Understanding the derivative of exponential functions is crucial when analyzing the growth or decay processes in various disciplines. Exponential functions are in the form of \( f(x) = a e^{kx} \), where \( e \) is Euler's number (approximately 2.71828), \( a \) is a constant that represents the initial value and \( k \) is the growth or decay rate.

When differentiating exponential functions, we apply the rule which states that the derivative of \( a e^{kx} \) with respect to \( x \) is \( ak e^{kx} \). This property allows us to predict how rapidly quantities grow or decrease over time. For example, in our exercise, we calculated the rate at which the balance of a savings account changed, which involved the differentiation of an exponential function.

The rate of change is a measure that describes how one quantity changes in relation to another.
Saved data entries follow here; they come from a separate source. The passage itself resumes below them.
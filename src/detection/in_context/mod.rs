// Copyright (c) 2025 Fabstir
// SPDX-License-Identifier: BUSL-1.1
//! Detectors the orchestrator spawns itself instead of queueing on the executor

pub mod face;
pub mod text;

use async_trait::async_trait;
use tokio_util::sync::CancellationToken;

use super::error::DetectorError;
use super::messages::InContextKind;
use super::types::{Detection, SharedImage};

pub use face::{FaceDetector, FaceDetectorConfig};
pub use text::{TextDetector, TextDetectorConfig};

/// Progress of one in-context detection, each phase on a 0-100 scale
#[derive(Debug, Clone, Copy, PartialEq)]
pub enum InContextProgress {
    /// Downloading and loading model assets
    Loading(f32),
    Detecting(f32),
}

#[async_trait]
pub trait InContextDetector: Send + Sync {
    fn kind(&self) -> InContextKind;

    fn is_loaded(&self) -> bool;

    /// Every model file is on disk
    fn is_cached(&self) -> bool;

    /// Detect over the whole image. Loads lazily on first call; concurrent
    /// first calls share one initialization. Returns
    /// [`DetectorError::Cancelled`] once `cancel` fires between stages.
    async fn detect(
        &self,
        image: SharedImage,
        progress: &(dyn Fn(InContextProgress) + Send + Sync),
        cancel: &CancellationToken,
    ) -> Result<Vec<Detection>, DetectorError>;

    /// Release loaded models
    fn close(&self);
}
// Copyright (c) 2025 Fabstir
// SPDX-License-Identifier: BUSL-1.1
//! Planner output sanitization and application

use image::{Rgba, RgbaImage};
use pii_redactor::redaction::{
    validate_plan, PixelRedactor, RedactionStyle, DEFAULT_INTENSITY, DEFAULT_REASON,
};
use pii_redactor::session::RedactionApplier;
use serde_json::{json, Value};

fn hostile_plans() -> Vec<Value> {
    vec![
        json!({"redactions": [{"x": -5, "y": 10, "width": 10000, "height": 10}]}),
        json!({"redactions": [{"x": 250, "y": 250, "width": 30, "height": 30}]}),
        json!({"redactions": [{"x": 99, "y": 99, "width": -20, "height": 0}]}),
        json!({"redactions": [{"x": "12.5", "y": "7", "width": "40", "height": 1e9}]}),
        json!({"redactions": [{"x": -1e12, "y": 1e12, "width": 1, "height": 1}]}),
        json!({"redactions": [{"x": 10, "y": 10, "width": 10, "height": 10, "intensity": 900}]}),
        json!({"redactions": [{"x": null, "y": 3, "width": 4, "height": 4}, {"style": 7}]}),
        json!({"redactions": {"x": 1}}),
        json!({"explanation": "no redactions key"}),
        json!("not even an object"),
    ]
}

#[test]
fn test_every_output_fits_the_image() {
    for (width, height) in [(100, 100), (1, 1), (640, 480), (3, 1000)] {
        for raw in hostile_plans() {
            let plan = validate_plan(&raw, width, height);
            for r in &plan.redactions {
                assert!(r.x < width && r.y < height, "{:?} in {}x{}", r, width, height);
                assert!(r.width >= 1 && r.height >= 1);
                assert!(r.x + r.width <= width, "{:?} in {}x{}", r, width, height);
                assert!(r.y + r.height <= height, "{:?} in {}x{}", r, width, height);
                assert!((1..=100).contains(&r.intensity));
            }
        }
    }
}

#[test]
fn test_validation_is_idempotent() {
    for raw in hostile_plans() {
        let once = validate_plan(&raw, 120, 80);
        let twice = validate_plan(&serde_json::to_value(&once).unwrap(), 120, 80);
        assert_eq!(once, twice);
    }
}

#[test]
fn test_documented_clamp_example() {
    let plan = validate_plan(
        &json!({"redactions": [{"x": -5, "y": 10, "width": 10000, "height": 10}]}),
        100,
        100,
    );
    let r = &plan.redactions[0];
    assert_eq!((r.x, r.y, r.width, r.height), (0, 10, 100, 10));
    assert_eq!(r.style, RedactionStyle::Solid);
    assert_eq!(r.intensity, DEFAULT_INTENSITY);
    assert_eq!(r.reason, DEFAULT_REASON);
}

#[test]
fn test_missing_coordinates_are_dropped() {
    let plan = validate_plan(
        &json!({"redactions": [
            {"x": null, "y": 3, "width": 4, "height": 4},
            {"y": 3, "width": 4, "height": 4},
            {"x": 1, "y": 1, "width": 2, "height": 2, "style": "PIXELATE"}
        ]}),
        10,
        10,
    );
    assert_eq!(plan.len(), 1);
    assert_eq!(plan.redactions[0].style, RedactionStyle::Pixelate);
}

#[test]
fn test_validated_plan_applies_cleanly() {
    let mut image = RgbaImage::from_pixel(64, 48, Rgba([200, 180, 160, 255]));
    let applier = PixelRedactor::new();

    for raw in hostile_plans() {
        let plan = validate_plan(&raw, 64, 48);
        for redaction in &plan.redactions {
            applier.apply(&mut image, redaction).unwrap();
        }
    }

    // The first hostile plan covers the full width at y=10
    assert_eq!(*image.get_pixel(63, 10), Rgba([0, 0, 0, 255]));
}
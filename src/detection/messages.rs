// Copyright (c) 2025 Fabstir
// SPDX-License-Identifier: BUSL-1.1
//! Message protocol between the orchestrator and the detector executor

use super::types::{Detection, DetectionType, RequestId, SharedImage};

/// Detectors the executor hands back to the orchestrator's own context
#[derive(Debug, Clone, Copy, PartialEq, Eq, Hash)]
pub enum InContextKind {
    Face,
    Text,
}

impl InContextKind {
    pub fn from_type(detection_type: DetectionType) -> Option<Self> {
        match detection_type {
            DetectionType::Face => Some(InContextKind::Face),
            DetectionType::Text => Some(InContextKind::Text),
            _ => None,
        }
    }

    pub fn detection_type(&self) -> DetectionType {
        match self {
            InContextKind::Face => DetectionType::Face,
            InContextKind::Text => DetectionType::Text,
        }
    }
}

/// Orchestrator -> executor
#[derive(Debug, Clone)]
pub enum ExecutorCommand {
    Detect {
        request_id: RequestId,
        image: SharedImage,
        types: Vec<DetectionType>,
        /// Report which models are already resident before any work starts
        first_run: bool,
    },
    Cancel {
        request_id: RequestId,
    },
    ReleaseModels,
    Shutdown,
}

/// Executor (or in-context detector task) -> orchestrator. Every event is
/// correlated to one run.
#[derive(Debug, Clone, PartialEq)]
pub enum ExecutorEvent {
    DownloadProgress {
        request_id: RequestId,
        progress: f32,
    },
    DownloadComplete {
        request_id: RequestId,
    },
    DetectionProgress {
        request_id: RequestId,
        progress: f32,
        stage: String,
    },
    PartialResults {
        request_id: RequestId,
        detections: Vec<Detection>,
    },
    ModelLoaded {
        request_id: RequestId,
        detection_type: DetectionType,
        loaded: bool,
    },
    InContextRequested {
        request_id: RequestId,
        kind: InContextKind,
    },
    /// Model loading progress of an in-context detector, 0-100
    InContextLoading {
        request_id: RequestId,
        kind: InContextKind,
        progress: f32,
    },
    /// An in-context detector is done; failures arrive with no detections
    InContextFinished {
        request_id: RequestId,
        kind: InContextKind,
        detections: Vec<Detection>,
        loaded: bool,
    },
    Complete {
        request_id: RequestId,
        total: usize,
    },
    Error {
        request_id: RequestId,
        message: String,
    },
    Cancelled {
        request_id: RequestId,
    },
}

impl ExecutorEvent {
    pub fn request_id(&self) -> RequestId {
        match self {
            ExecutorEvent::DownloadProgress { request_id, .. }
            | ExecutorEvent::DownloadComplete { request_id }
            | ExecutorEvent::DetectionProgress { request_id, .. }
            | ExecutorEvent::PartialResults { request_id, .. }
            | ExecutorEvent::ModelLoaded { request_id, .. }
            | ExecutorEvent::InContextRequested { request_id, .. }
            | ExecutorEvent::InContextLoading { request_id, .. }
            | ExecutorEvent::InContextFinished { request_id, .. }
            | ExecutorEvent::Complete { request_id, .. }
            | ExecutorEvent::Error { request_id, .. }
            | ExecutorEvent::Cancelled { request_id } => *request_id,
        }
    }
}
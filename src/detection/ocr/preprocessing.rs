// Copyright (c) 2025 Fabstir
// SPDX-License-Identifier: BUSL-1.1
//! Image preprocessing for the text detection and recognition models

use image::imageops::{self, FilterType};
use image::{Rgba, RgbaImage};
use ndarray::Array4;

/// Square input size of the text detection model
pub const DET_INPUT_SIZE: u32 = 640;

/// Recognition model input height
pub const REC_INPUT_HEIGHT: u32 = 48;

/// Upper bound on recognition input width
pub const REC_MAX_WIDTH: u32 = 960;

/// ImageNet normalization
pub const MEAN: [f32; 3] = [0.485, 0.456, 0.406];
pub const STD: [f32; 3] = [0.229, 0.224, 0.225];

const PAD_GRAY: Rgba<u8> = Rgba([128, 128, 128, 255]);

/// Letterbox geometry used to map model coordinates back to the source image
#[derive(Debug, Clone, Copy, PartialEq)]
pub struct PreprocessInfo {
    pub scale: f32,
    pub offset_x: u32,
    pub offset_y: u32,
    pub original_width: u32,
    pub original_height: u32,
}

impl PreprocessInfo {
    pub fn new(width: u32, height: u32, target_size: u32) -> Self {
        if width == 0 || height == 0 {
            return Self {
                scale: 1.0,
                offset_x: 0,
                offset_y: 0,
                original_width: width,
                original_height: height,
            };
        }

        let scale = (target_size as f32 / width as f32).min(target_size as f32 / height as f32);
        let (new_w, new_h) = scaled_size(width, height, scale);

        Self {
            scale,
            offset_x: (target_size - new_w) / 2,
            offset_y: (target_size - new_h) / 2,
            original_width: width,
            original_height: height,
        }
    }

    pub fn map_to_original(&self, x: f32, y: f32) -> (f32, f32) {
        (
            (x - self.offset_x as f32) / self.scale,
            (y - self.offset_y as f32) / self.scale,
        )
    }
}

fn scaled_size(width: u32, height: u32, scale: f32) -> (u32, u32) {
    (
        ((width as f32 * scale).round() as u32).max(1),
        ((height as f32 * scale).round() as u32).max(1),
    )
}

/// Fit `image` inside a gray `target_size` square, centered
pub fn resize_with_padding(image: &RgbaImage, target_size: u32) -> (RgbaImage, PreprocessInfo) {
    let info = PreprocessInfo::new(image.width(), image.height(), target_size);
    let mut output = RgbaImage::from_pixel(target_size, target_size, PAD_GRAY);

    if image.width() == 0 || image.height() == 0 {
        return (output, info);
    }

    let (new_w, new_h) = scaled_size(image.width(), image.height(), info.scale);
    let resized = imageops::resize(image, new_w, new_h, FilterType::Triangle);
    imageops::overlay(
        &mut output,
        &resized,
        info.offset_x as i64,
        info.offset_y as i64,
    );

    (output, info)
}

fn normalized_tensor(image: &RgbaImage) -> Array4<f32> {
    let (w, h) = (image.width() as usize, image.height() as usize);
    let mut tensor = Array4::zeros((1, 3, h, w));

    for (x, y, pixel) in image.enumerate_pixels() {
        for c in 0..3 {
            tensor[[0, c, y as usize, x as usize]] = (pixel[c] as f32 / 255.0 - MEAN[c]) / STD[c];
        }
    }

    tensor
}

/// Letterbox to the detection input and normalize, NCHW
pub fn preprocess_for_detection(image: &RgbaImage) -> (Array4<f32>, PreprocessInfo) {
    let (padded, info) = resize_with_padding(image, DET_INPUT_SIZE);
    (normalized_tensor(&padded), info)
}

/// Resize a cropped line to the recognition height with its aspect ratio
pub fn preprocess_for_recognition(crop: &RgbaImage) -> Array4<f32> {
    let (w, h) = crop.dimensions();
    let scale = REC_INPUT_HEIGHT as f32 / h.max(1) as f32;
    let new_width = ((w as f32 * scale).round() as u32).clamp(4, REC_MAX_WIDTH);

    let resized = imageops::resize(crop, new_width, REC_INPUT_HEIGHT, FilterType::Triangle);
    normalized_tensor(&resized)
}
When we talk about the rate of change in the context of calculus, we are often referring to the derivative of a function at a particular point, which represents the instantaneous rate of change at that point.

In the context of our savings account example, the rate at which the balance increases is found by differentiating the balance formula with respect to time. The resulting derivative provides us with the speed of the account's growth at any moment in time. Computing the derivative for different values of \( t \) reveals the rate of change at specific times, such as 1 year, 10 years, or 50 years.

The chain rule is a fundamental technique in calculus used for finding the derivative of composite functions. It states that the derivative of a composite function is the derivative of the outer function evaluated at the inner function, multiplied by the derivative of the inner function.

In our exercise, the savings account balance is a composite function where an exponential function is multiplied by a constant. Using the chain rule, we find the derivative by keeping the constant as it is and differentiating the exponential part, then multiplying the two. Understanding the chain rule is essential for differentiation, especially when functions are more complex than simple polynomials or basic exponentials.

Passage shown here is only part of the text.